A dauntless performance from Greg Hicks as King Lear provides the centrepiece of the play. Hicks has a magnificent voice, richly modulated and full of resonance. He has a compelling way of emphasising particular words, pausing momentarily, so that their meaning reverberates and gains power, before he continues the sentence. It is a technique he uses to devastating effect.

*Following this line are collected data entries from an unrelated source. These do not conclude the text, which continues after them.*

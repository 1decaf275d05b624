#[derive(Debug, Clone, PartialEq)]
pub enum Token {
    Number(f64),
    Ident(String),
    Op(&'static str),
    Open(char),  // ( or [
    Close(char), // ) or ]
    Comma,
}

/// Operator spellings, longest first so that matching is greedy.
pub const OPERATORS: &[&str] = &[
    "===", "!==",
    "&&", "||", ">=", "<=", "==", "!=", "//",
    "+", "-", "*", "/", "^", ">", "<", "&", "|", "!",
];

impl Token {
    pub fn is_open(&self) -> bool { matches!(self, Token::Open(_)) }
    pub fn is_close(&self) -> bool { matches!(self, Token::Close(_)) }

    /// Source-like spelling, used in error messages.
    pub fn text(&self) -> String {
        match self {
            Token::Number(n) => n.to_string(),
            Token::Ident(s) => s.clone(),
            Token::Op(op) => (*op).to_string(),
            Token::Open(c) | Token::Close(c) => c.to_string(),
            Token::Comma => ",".to_string(),
        }
    }
}

pub fn closing_for(open: char) -> char {
    if open == '[' { ']' } else { ')' }
}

But Hicks’ performance does not stand alone in majesty. Kathryn Hunter, an adept of the Theatre de Complicite, plays the Fool with a wise simplicity. She brings to the role a tender carefulness for Lear which keeps him stable in our affections through all his disintegrations. That the Fool draws near and comforts the broken king on the heath persuades us to Lear’s enduring humanity. Hunter’s Fool is a beguiling combination of realistic and stylised acting, bringing together a gentle wit, a childlike directness and a moving philosophical contemplation of Lear’s condition.
Charles Aitken is gentle and gullible as Edgar, but gives a truly outstanding performance as Poor Tom, bringing to the role all its Biblical resonances. His ribbed hollowing out of the role is emotionally complex and remarkably sustained. By contrast Tunji Kasim lacks the cunning duplicity necessary for his role as Edmund and also fails to completely convince us that he has the virile authority to persuade Goneril and Regan to jeopardise their marriages for him.
Kelly Hunter gives an impressive rendition of Goneril. Haughty and manipulative she has an austere presence that radiates strength and cunning. Regan, played by Katy Stephens is similarly compelling. Together they create a tyranny of fear and random violence which culminates in the blinding of Gloucester. Stephens’ sadistic greed in goading Cornwall to blind Gloucester is performed with suitably psychotic pleasure.
The production is gripping, inventive and assured. It negotiates its dark and complex themes elegantly and its clear-sighted fidelity to a text obsessed with blindness and shady stratagems offers us fresh insights into the play.